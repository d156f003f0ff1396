//! Content validation for uploaded or pasted text.
//!
//! Every check is state-free and returns a fresh `ValidationOutcome`; a
//! failed check is a normal value, not an error. HTTP handlers decide
//! whether a failure becomes a 400.

use std::path::Path;

use serde::Serialize;

use crate::constants::ALLOWED_EXTENSIONS;
use crate::text::normalize;

pub const MIN_CV_CHAR_LENGTH: usize = 300;
pub const MIN_JD_CHAR_LENGTH: usize = 200;

const CV_KEYWORDS: &[&str] = &[
    "experience",
    "education",
    "project",
    "work",
    "intern",
    "skills",
];

const JD_KEYWORDS: &[&str] = &["responsibilities", "requirements", "skills", "job", "role"];

/// Pass/fail plus a user-facing message. Immutable, no identity beyond its
/// fields.
#[derive(Debug, Clone, PartialEq, Eq, Serialize)]
pub struct ValidationOutcome {
    pub is_valid: bool,
    pub message: String,
}

impl ValidationOutcome {
    fn valid(message: impl Into<String>) -> Self {
        Self {
            is_valid: true,
            message: message.into(),
        }
    }

    fn invalid(message: impl Into<String>) -> Self {
        Self {
            is_valid: false,
            message: message.into(),
        }
    }
}

/// Lowercased filename suffix including the leading dot, or "" when the
/// filename has no usable extension.
pub fn file_suffix(filename: &str) -> String {
    Path::new(filename)
        .extension()
        .map(|ext| format!(".{}", ext.to_string_lossy().to_lowercase()))
        .unwrap_or_default()
}

pub fn validate_file_extension(filename: &str) -> ValidationOutcome {
    let suffix = file_suffix(filename);
    if ALLOWED_EXTENSIONS.contains(&suffix.as_str()) {
        ValidationOutcome::valid("Valid file extension.")
    } else {
        ValidationOutcome::invalid(format!("Unsupported file type: {suffix}."))
    }
}

pub fn validate_file_size(size_bytes: u64, max_size_mb: u64) -> ValidationOutcome {
    if size_bytes <= max_size_mb * 1024 * 1024 {
        ValidationOutcome::valid("File size within limits.")
    } else {
        ValidationOutcome::invalid(format!(
            "File exceeds maximum allowed size of {max_size_mb} MB."
        ))
    }
}

pub fn validate_text_length(text: &str, min_len: usize) -> ValidationOutcome {
    let cleaned = normalize(text);
    if cleaned.is_empty() {
        return ValidationOutcome::invalid("Text content is empty after cleaning.");
    }
    if cleaned.chars().count() < min_len {
        return ValidationOutcome::invalid(format!(
            "Text content must be at least {min_len} characters."
        ));
    }
    ValidationOutcome::valid("Text content length is sufficient.")
}

pub fn validate_cv(text: &str) -> ValidationOutcome {
    let length = validate_text_length(text, MIN_CV_CHAR_LENGTH);
    if !length.is_valid {
        return length;
    }
    let lowered = normalize(text).to_lowercase();
    if !CV_KEYWORDS.iter().any(|kw| lowered.contains(kw)) {
        return ValidationOutcome::invalid("CV must mention experience, education, or skills.");
    }
    ValidationOutcome::valid("CV looks valid.")
}

pub fn validate_job_description(text: &str) -> ValidationOutcome {
    let length = validate_text_length(text, MIN_JD_CHAR_LENGTH);
    if !length.is_valid {
        return length;
    }
    let lowered = normalize(text).to_lowercase();
    if !JD_KEYWORDS.iter().any(|kw| lowered.contains(kw)) {
        return ValidationOutcome::invalid(
            "Job description must mention responsibilities or requirements.",
        );
    }
    ValidationOutcome::valid("Job description looks valid.")
}

#[cfg(test)]
mod tests {
    use super::*;

    fn filler(prefix: &str, len: usize) -> String {
        let mut text = String::from(prefix);
        while text.chars().count() < len {
            text.push_str(" lorem ipsum dolor sit amet");
        }
        text
    }

    #[test]
    fn test_allowed_extensions_pass() {
        for name in ["cv.pdf", "cv.docx", "cv.txt"] {
            assert!(validate_file_extension(name).is_valid, "{name}");
        }
    }

    #[test]
    fn test_extension_check_is_case_insensitive() {
        assert!(validate_file_extension("Resume.PDF").is_valid);
    }

    #[test]
    fn test_unsupported_extension_rejected() {
        let outcome = validate_file_extension("cv.exe");
        assert!(!outcome.is_valid);
        assert_eq!(outcome.message, "Unsupported file type: .exe.");
    }

    #[test]
    fn test_missing_extension_rejected() {
        assert!(!validate_file_extension("resume").is_valid);
    }

    #[test]
    fn test_file_size_boundary_is_inclusive() {
        assert!(validate_file_size(5 * 1024 * 1024, 5).is_valid);
        assert!(!validate_file_size(5 * 1024 * 1024 + 1, 5).is_valid);
    }

    #[test]
    fn test_text_length_empty_after_cleaning() {
        let outcome = validate_text_length("  \n\t ", 10);
        assert!(!outcome.is_valid);
        assert_eq!(outcome.message, "Text content is empty after cleaning.");
    }

    #[test]
    fn test_text_length_below_minimum() {
        let outcome = validate_text_length("too short", 50);
        assert!(!outcome.is_valid);
        assert_eq!(
            outcome.message,
            "Text content must be at least 50 characters."
        );
    }

    #[test]
    fn test_text_length_sufficient() {
        assert!(validate_text_length("long enough text", 5).is_valid);
    }

    #[test]
    fn test_validate_cv_empty_is_invalid_with_message() {
        let outcome = validate_cv("");
        assert!(!outcome.is_valid);
        assert!(!outcome.message.is_empty());
    }

    #[test]
    fn test_validate_cv_accepts_experience_text() {
        let text = filler("Ten years of experience shipping backend services.", 320);
        assert!(validate_cv(&text).is_valid);
    }

    #[test]
    fn test_validate_cv_rejects_text_without_keywords() {
        let outcome = validate_cv(&filler("General prose about nothing in particular.", 320));
        assert!(!outcome.is_valid);
        assert_eq!(
            outcome.message,
            "CV must mention experience, education, or skills."
        );
    }

    #[test]
    fn test_validate_cv_rejects_short_text_even_with_keywords() {
        assert!(!validate_cv("experience").is_valid);
    }

    #[test]
    fn test_validate_jd_rejects_short_text_regardless_of_keywords() {
        assert!(!validate_job_description("responsibilities and requirements").is_valid);
    }

    #[test]
    fn test_validate_jd_accepts_role_text() {
        let text = filler(
            "We are hiring for a backend role with clear responsibilities.",
            220,
        );
        assert!(validate_job_description(&text).is_valid);
    }

    #[test]
    fn test_validate_jd_rejects_text_without_keywords() {
        let outcome =
            validate_job_description(&filler("A very long narrative without the magic words.", 220));
        assert!(!outcome.is_valid);
        assert_eq!(
            outcome.message,
            "Job description must mention responsibilities or requirements."
        );
    }
}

» What to produce
Across the whole listing, show each line where the word "filename" occurs.

» Output for this exercise
/// Lowercased filename suffix including the leading dot, or "" when the
/// filename has no usable extension.
pub fn file_suffix(filename: &str) -> String {
    Path::new(filename)
pub fn validate_file_extension(filename: &str) -> ValidationOutcome {
    let suffix = file_suffix(filename);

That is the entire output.